→ WHAT TO DO
Each line in the records below, from the one that contains "we inherit the" to the one that contains "detached HEAD state.", should be reproduced exactly, the first and last included.

→ DATASET ENTRIES
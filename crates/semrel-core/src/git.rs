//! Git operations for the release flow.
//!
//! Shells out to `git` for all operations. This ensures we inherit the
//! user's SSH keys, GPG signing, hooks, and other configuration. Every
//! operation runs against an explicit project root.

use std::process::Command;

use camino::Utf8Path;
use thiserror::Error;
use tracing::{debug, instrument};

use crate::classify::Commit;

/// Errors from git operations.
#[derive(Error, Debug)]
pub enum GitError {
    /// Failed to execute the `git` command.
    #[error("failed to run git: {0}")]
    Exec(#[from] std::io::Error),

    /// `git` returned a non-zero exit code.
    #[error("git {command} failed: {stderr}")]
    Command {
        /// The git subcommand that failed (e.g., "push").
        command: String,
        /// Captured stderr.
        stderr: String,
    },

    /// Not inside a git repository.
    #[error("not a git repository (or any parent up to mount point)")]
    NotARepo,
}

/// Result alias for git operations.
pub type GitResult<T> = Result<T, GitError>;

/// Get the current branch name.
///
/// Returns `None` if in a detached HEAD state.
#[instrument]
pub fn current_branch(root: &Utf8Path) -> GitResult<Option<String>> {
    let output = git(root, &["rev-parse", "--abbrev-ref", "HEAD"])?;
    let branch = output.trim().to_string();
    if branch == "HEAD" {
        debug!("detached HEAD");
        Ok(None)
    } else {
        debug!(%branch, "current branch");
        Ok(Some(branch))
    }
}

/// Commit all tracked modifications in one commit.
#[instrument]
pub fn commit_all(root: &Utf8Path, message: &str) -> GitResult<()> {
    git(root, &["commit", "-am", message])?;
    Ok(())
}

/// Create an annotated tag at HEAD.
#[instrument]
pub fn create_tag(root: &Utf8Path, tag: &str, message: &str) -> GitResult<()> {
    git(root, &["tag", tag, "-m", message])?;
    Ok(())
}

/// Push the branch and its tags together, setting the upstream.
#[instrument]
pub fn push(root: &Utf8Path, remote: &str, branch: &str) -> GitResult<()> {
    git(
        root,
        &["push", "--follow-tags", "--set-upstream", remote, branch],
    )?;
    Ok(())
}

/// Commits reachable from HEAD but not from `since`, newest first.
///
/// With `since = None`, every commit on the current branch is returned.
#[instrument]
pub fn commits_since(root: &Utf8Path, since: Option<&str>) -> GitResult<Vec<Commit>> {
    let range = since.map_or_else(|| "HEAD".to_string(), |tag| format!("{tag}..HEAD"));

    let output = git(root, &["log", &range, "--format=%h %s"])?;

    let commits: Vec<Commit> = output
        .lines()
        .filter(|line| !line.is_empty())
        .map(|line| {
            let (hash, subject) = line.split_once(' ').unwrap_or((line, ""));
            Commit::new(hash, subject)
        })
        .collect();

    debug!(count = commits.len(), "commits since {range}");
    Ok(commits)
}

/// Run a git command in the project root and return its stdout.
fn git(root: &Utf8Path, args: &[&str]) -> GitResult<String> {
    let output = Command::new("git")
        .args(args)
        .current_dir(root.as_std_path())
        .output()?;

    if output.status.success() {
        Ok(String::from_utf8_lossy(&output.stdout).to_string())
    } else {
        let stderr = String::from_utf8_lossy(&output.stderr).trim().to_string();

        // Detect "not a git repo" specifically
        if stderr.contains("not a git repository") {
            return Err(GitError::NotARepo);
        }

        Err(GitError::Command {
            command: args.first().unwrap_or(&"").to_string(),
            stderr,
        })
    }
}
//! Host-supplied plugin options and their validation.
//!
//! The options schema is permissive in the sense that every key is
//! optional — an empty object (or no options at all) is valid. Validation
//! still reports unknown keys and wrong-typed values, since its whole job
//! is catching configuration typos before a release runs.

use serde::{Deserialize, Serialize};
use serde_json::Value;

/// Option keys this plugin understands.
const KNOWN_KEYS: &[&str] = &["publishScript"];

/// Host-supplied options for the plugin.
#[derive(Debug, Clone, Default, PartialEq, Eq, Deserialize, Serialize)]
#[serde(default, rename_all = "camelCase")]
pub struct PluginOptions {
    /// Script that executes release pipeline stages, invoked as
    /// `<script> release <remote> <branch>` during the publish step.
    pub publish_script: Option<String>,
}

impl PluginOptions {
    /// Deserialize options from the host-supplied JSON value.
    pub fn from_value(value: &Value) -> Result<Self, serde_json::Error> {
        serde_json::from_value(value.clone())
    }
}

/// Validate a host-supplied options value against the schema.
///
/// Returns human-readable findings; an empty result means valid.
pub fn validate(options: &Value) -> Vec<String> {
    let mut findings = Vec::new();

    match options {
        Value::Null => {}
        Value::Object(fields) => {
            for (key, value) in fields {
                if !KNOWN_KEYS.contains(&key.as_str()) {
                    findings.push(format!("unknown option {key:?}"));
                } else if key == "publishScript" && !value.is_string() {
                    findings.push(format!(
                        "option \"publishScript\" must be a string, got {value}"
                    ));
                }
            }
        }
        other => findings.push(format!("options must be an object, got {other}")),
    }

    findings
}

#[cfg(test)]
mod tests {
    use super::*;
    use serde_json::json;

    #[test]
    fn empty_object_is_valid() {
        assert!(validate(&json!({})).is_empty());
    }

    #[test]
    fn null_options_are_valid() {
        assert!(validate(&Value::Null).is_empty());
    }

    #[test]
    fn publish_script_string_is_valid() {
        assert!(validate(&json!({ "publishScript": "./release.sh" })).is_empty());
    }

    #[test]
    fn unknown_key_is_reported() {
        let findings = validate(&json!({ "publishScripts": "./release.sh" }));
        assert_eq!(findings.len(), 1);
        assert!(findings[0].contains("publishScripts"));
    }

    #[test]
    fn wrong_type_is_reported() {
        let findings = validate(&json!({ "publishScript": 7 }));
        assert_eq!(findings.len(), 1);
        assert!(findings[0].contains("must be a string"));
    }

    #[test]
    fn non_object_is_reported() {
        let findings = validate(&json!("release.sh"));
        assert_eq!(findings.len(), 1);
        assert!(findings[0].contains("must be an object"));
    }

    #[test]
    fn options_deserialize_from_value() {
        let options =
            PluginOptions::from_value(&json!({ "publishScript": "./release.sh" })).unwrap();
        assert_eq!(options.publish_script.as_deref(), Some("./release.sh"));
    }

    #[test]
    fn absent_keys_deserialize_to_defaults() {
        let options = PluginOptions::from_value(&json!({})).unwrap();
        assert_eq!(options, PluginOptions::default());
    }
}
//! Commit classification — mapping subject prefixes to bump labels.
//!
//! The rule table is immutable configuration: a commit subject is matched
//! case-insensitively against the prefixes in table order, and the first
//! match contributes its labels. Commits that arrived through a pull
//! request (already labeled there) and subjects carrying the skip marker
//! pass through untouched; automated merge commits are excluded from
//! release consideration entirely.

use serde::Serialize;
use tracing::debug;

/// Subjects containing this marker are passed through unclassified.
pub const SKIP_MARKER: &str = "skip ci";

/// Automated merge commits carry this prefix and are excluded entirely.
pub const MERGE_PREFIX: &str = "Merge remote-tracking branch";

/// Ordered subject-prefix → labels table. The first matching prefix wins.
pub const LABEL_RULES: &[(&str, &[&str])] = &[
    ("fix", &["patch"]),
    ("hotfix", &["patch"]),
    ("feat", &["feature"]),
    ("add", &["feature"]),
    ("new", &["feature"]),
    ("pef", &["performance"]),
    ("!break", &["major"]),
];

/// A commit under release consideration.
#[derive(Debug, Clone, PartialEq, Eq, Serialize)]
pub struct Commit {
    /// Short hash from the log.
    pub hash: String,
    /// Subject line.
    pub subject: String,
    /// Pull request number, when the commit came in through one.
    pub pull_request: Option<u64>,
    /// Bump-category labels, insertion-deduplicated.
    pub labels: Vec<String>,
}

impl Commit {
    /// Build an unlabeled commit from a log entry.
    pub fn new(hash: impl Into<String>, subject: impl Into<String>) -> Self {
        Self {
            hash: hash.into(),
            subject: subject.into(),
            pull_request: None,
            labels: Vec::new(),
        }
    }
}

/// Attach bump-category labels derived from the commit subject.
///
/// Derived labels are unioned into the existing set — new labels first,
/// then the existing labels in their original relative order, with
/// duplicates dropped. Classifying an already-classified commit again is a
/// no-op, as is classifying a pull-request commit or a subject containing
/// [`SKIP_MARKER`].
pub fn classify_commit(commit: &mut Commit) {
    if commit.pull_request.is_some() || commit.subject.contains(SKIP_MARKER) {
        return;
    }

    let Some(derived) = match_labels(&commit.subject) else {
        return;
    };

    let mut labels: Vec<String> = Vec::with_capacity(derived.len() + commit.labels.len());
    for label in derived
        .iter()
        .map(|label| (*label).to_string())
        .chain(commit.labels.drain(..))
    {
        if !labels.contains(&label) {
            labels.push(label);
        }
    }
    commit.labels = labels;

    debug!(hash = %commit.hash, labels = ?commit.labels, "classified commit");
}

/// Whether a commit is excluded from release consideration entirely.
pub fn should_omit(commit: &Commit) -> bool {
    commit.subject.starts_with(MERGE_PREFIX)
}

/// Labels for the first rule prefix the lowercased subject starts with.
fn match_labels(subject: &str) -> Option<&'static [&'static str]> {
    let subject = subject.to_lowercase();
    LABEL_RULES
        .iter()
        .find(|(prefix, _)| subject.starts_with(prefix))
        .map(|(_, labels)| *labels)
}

→ OUTPUT OF THE EXERCISE
//! Shells out to `git` for all operations. This ensures we inherit the
//! user's SSH keys, GPG signing, hooks, and other configuration. Every
//! operation runs against an explicit project root.

use std::process::Command;

use camino::Utf8Path;
use thiserror::Error;
use tracing::{debug, instrument};

use crate::classify::Commit;

/// Errors from git operations.
#[derive(Error, Debug)]
pub enum GitError {
    /// Failed to execute the `git` command.
    #[error("failed to run git: {0}")]
    Exec(#[from] std::io::Error),

    /// `git` returned a non-zero exit code.
    #[error("git {command} failed: {stderr}")]
    Command {
        /// The git subcommand that failed (e.g., "push").
        command: String,
        /// Captured stderr.
        stderr: String,
    },

    /// Not inside a git repository.
    #[error("not a git repository (or any parent up to mount point)")]
    NotARepo,
}

/// Result alias for git operations.
pub type GitResult<T> = Result<T, GitError>;

/// Get the current branch name.
///
/// Returns `None` if in a detached HEAD state.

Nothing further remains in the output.